◆ **What you need to do**
Copy the records below verbatim, from the first line through the line containing "ancestry becomes a", inclusive, and output nothing else.

◆ **Data supplied**

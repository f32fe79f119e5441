//! Desktop shell UI composition and interaction surfaces.
//!
//! Pointer input is captured once at the shell root: the target's `data-hit` ancestry becomes a
//! [`crate::gesture::HitRegion`] chain and the reducer decides what the press means.

mod assistant_panel;
mod command_center;
mod dock;
mod hit_test;
mod menus;
mod window;

use leptos::*;

use self::{
    assistant_panel::AssistantPanel,
    command_center::CommandCenter,
    dock::Dock,
    hit_test::{
        control_token, hit_regions_for_event, pointer_from_pointer_event,
        try_set_pointer_capture, HIT_BACKGROUND, HIT_DESKTOP_ICON, HIT_TITLE_BAR, HIT_WINDOW,
        HIT_WINDOW_CONTROL,
    },
    menus::{DesktopContextMenu, DesktopContextMenuState},
    window::DesktopWindow,
};

use crate::{
    conversation::Sender,
    desktop_items::DesktopItemKind,
    dock::{dock_item_scales, resting_scales},
    gesture::WindowControl,
    host::{DESKTOP_SURFACE_DOM_ID, DOCK_DOM_ID},
    model::{AppId, DesktopState, ItemPosition, PointerPosition, Theme, WindowContent, WindowId},
    reducer::DesktopAction,
    render::{window_css_classes, CONVERSATION_LOG_DOM_ID},
};

pub use crate::runtime_context::{use_desktop_runtime, DesktopProvider, DesktopRuntimeContext};

const DOCK_HEIGHT_PX: i32 = 72;

/// Actions for one primary press. A drag still active at press time lost its release (the
/// pointer came up over an iframe or outside the page), so it is ended before the new press.
fn press_actions(drag_active: bool, press: DesktopAction) -> Vec<DesktopAction> {
    if drag_active {
        vec![DesktopAction::PointerUp, press]
    } else {
        vec![press]
    }
}

#[component]
fn DesktopIcons() -> impl IntoView {
    let runtime = use_desktop_runtime();
    let state = runtime.state;

    view! {
        <For
            each=move || state.with(|s| s.desktop_items.items().to_vec())
            key=|item| item.id.clone()
            let:item
        >
            {{
                let item_id = item.id.clone();
                let style = move || {
                    state.with(|s| {
                        s.desktop_items
                            .item(&item_id)
                            .map(|current| {
                                format!(
                                    "left:{}px;top:{}px;",
                                    current.position.x, current.position.y
                                )
                            })
                            .unwrap_or_default()
                    })
                };
                let kind_class = match item.kind {
                    DesktopItemKind::AppShortcut(_) => "desktop-icon desktop-icon-app",
                    DesktopItemKind::Folder => "desktop-icon desktop-icon-folder",
                };
                view! {
                    <div
                        class=kind_class
                        style=style
                        data-hit=HIT_DESKTOP_ICON
                        data-item-id=item.id.to_string()
                    >
                        <span class="desktop-icon-glyph" aria-hidden="true"></span>
                        <span class="desktop-icon-label">{item.label.clone()}</span>
                    </div>
                }
            }}
        </For>
    }
}

#[component]
fn TopBar() -> impl IntoView {
    let runtime = use_desktop_runtime();
    let theme = Signal::derive(move || runtime.state.with(|s| s.theme));

    view! {
        <header class="top-bar">
            <button
                type="button"
                class="top-bar-button"
                on:click=move |_| runtime.dispatch_action(DesktopAction::OpenCommandCenter)
            >
                "Search"
            </button>
            <button
                type="button"
                class="top-bar-button"
                aria-label="Toggle theme"
                on:click=move |_| runtime.dispatch_action(DesktopAction::ToggleTheme)
            >
                {move || match theme.get() {
                    Theme::Light => "Dark mode",
                    Theme::Dark => "Light mode",
                }}
            </button>
            <button
                type="button"
                class="top-bar-button"
                on:click=move |_| runtime.dispatch_action(DesktopAction::ToggleAssistantPanel)
            >
                "Assistant"
            </button>
        </header>
    }
}

#[component]
/// Renders the full desktop shell UI.
pub fn DesktopShell() -> impl IntoView {
    let runtime = use_desktop_runtime();
    let state = runtime.state;
    let context_menu = create_rw_signal(None::<DesktopContextMenuState>);

    let keydown = window_event_listener(ev::keydown, move |ev| {
        if ev.default_prevented() {
            return;
        }
        if ev.key() == "Escape" {
            context_menu.set(None);
            runtime.dispatch_action(DesktopAction::Escape);
        } else if (ev.ctrl_key() || ev.meta_key()) && ev.key().eq_ignore_ascii_case("k") {
            ev.prevent_default();
            runtime.dispatch_action(DesktopAction::OpenCommandCenter);
        }
    });
    on_cleanup(move || keydown.remove());

    let on_pointer_down = move |ev: web_sys::PointerEvent| {
        if ev.button() != 0 {
            return;
        }
        context_menu.set(None);
        let hits = hit_regions_for_event(&ev);
        if hits.is_empty() {
            return;
        }
        let host = runtime.host.get_value();
        let press = DesktopAction::PointerDown {
            hits,
            pointer: pointer_from_pointer_event(&ev),
            bounds: host.icon_drag_bounds(),
            viewport: host.desktop_viewport_rect(DOCK_HEIGHT_PX),
        };
        let stale_drag = runtime.interaction.with_untracked(|i| i.dragging.is_some());
        for action in press_actions(stale_drag, press) {
            runtime.dispatch_action(action);
        }
        if runtime.interaction.with_untracked(|i| i.dragging.is_some()) {
            try_set_pointer_capture(&ev);
        }
    };
    let on_pointer_move = move |ev: web_sys::PointerEvent| {
        if runtime.interaction.with_untracked(|i| i.dragging.is_some()) {
            runtime.dispatch_action(DesktopAction::PointerMove {
                pointer: pointer_from_pointer_event(&ev),
            });
        }
    };
    let on_pointer_end = move |_| {
        let active = runtime
            .interaction
            .with_untracked(|i| i.dragging.is_some() || i.selection_suppressed);
        if active {
            runtime.dispatch_action(DesktopAction::PointerUp);
        }
    };
    let on_context_menu = move |ev: web_sys::MouseEvent| {
        if ev.target() != ev.current_target() {
            return;
        }
        ev.prevent_default();
        context_menu.set(Some(DesktopContextMenuState {
            pointer: PointerPosition {
                x: ev.client_x(),
                y: ev.client_y(),
            },
        }));
    };

    view! {
        <div
            id="desktop-shell-root"
            class="desktop-shell"
            data-theme=move || state.with(|s| s.theme.as_str())
            on:pointerdown=on_pointer_down
            on:pointermove=on_pointer_move
            on:pointerup=on_pointer_end
            on:pointercancel=on_pointer_end
            on:lostpointercapture=on_pointer_end
        >
            <TopBar />
            <main
                id=DESKTOP_SURFACE_DOM_ID
                class="desktop-surface"
                data-hit=HIT_BACKGROUND
                on:contextmenu=on_context_menu
            >
                <DesktopIcons />
                <For
                    each=move || state.with(|s| s.windows.iter().map(|w| w.id).collect::<Vec<_>>())
                    key=|window_id| window_id.0
                    let:window_id
                >
                    <DesktopWindow window_id=window_id />
                </For>
            </main>
            <DesktopContextMenu menu=context_menu />
            <Dock />
            <AssistantPanel />
            <CommandCenter />
        </div>
    }
}
//! Runtime provider and context wiring for the desktop shell.
//!
//! This module owns the long-lived reducer container, the runtime effect queue, and host
//! bootstrap wiring. Views read the signals and send [`DesktopAction`] values through
//! [`DesktopRuntimeContext::dispatch_action`].

use leptos::*;
use platform_host::HostServices;

use crate::{
    apps::builtin_desktop_state,
    effect_executor,
    host::DesktopHostContext,
    model::{DesktopState, InteractionState},
    reducer::{reduce_desktop, DesktopAction, RuntimeEffect},
};

#[derive(Clone, Copy)]
/// Leptos context for reading desktop runtime state and dispatching [`DesktopAction`] values.
pub struct DesktopRuntimeContext {
    /// Host service bundle for executing runtime side effects.
    pub host: StoredValue<DesktopHostContext>,
    /// Reactive desktop state signal.
    pub state: RwSignal<DesktopState>,
    /// Reactive pointer/drag/click interaction state signal.
    pub interaction: RwSignal<InteractionState>,
    /// Queue of runtime effects emitted by the reducer and drained by the executor.
    pub effects: RwSignal<Vec<RuntimeEffect>>,
    /// Reducer dispatch callback.
    pub dispatch: Callback<DesktopAction>,
}

impl DesktopRuntimeContext {
    /// Dispatches a reducer action through the runtime context callback.
    pub fn dispatch_action(&self, action: DesktopAction) {
        self.dispatch.call(action);
    }
}

fn initial_desktop_state() -> DesktopState {
    match builtin_desktop_state() {
        Ok(state) => state,
        Err(err) => {
            logging::warn!("app catalog failed to load: {err}");
            DesktopState::default()
        }
    }
}

#[component]
/// Provides [`DesktopRuntimeContext`] to descendant components.
pub fn DesktopProvider(
    /// Host bundle assembled by the entry layer.
    host_services: HostServices,
    children: Children,
) -> impl IntoView {
    let host = store_value(DesktopHostContext::new(host_services));
    let state = create_rw_signal(initial_desktop_state());
    let interaction = create_rw_signal(InteractionState::default());
    let effects = create_rw_signal(Vec::<RuntimeEffect>::new());

    let dispatch = Callback::new(move |action: DesktopAction| {
        let mut desktop = state.get_untracked();
        let mut ui = interaction.get_untracked();
        let previous_desktop = desktop.clone();
        let previous_ui = ui.clone();

        match reduce_desktop(&mut desktop, &mut ui, action) {
            Ok(new_effects) => {
                if desktop != previous_desktop {
                    state.set(desktop);
                }
                if ui != previous_ui {
                    interaction.set(ui);
                }
                if !new_effects.is_empty() {
                    let mut queue = effects.get_untracked();
                    queue.extend(new_effects);
                    effects.set(queue);
                }
            }
            Err(err) => logging::warn!("desktop reducer error: {err}"),
        }
    });

    let runtime = DesktopRuntimeContext {
        host,
        state,
        interaction,
        effects,
        dispatch,
    };

    provide_context(runtime);
    runtime.host.get_value().install_boot_hydration();
    effect_executor::install(runtime);

    children().into_view()
}

/// Returns the current [`DesktopRuntimeContext`].
///
/// # Panics
///
/// Panics if called outside [`DesktopProvider`].
pub fn use_desktop_runtime() -> DesktopRuntimeContext {
    use_context::<DesktopRuntimeContext>().expect("DesktopRuntimeContext not provided")
}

◆ **Result**
repository f32fe79f119e5441
//! Desktop shell UI composition and interaction surfaces.
//!
//! Pointer input is captured once at the shell root: the target's `data-hit` ancestry becomes a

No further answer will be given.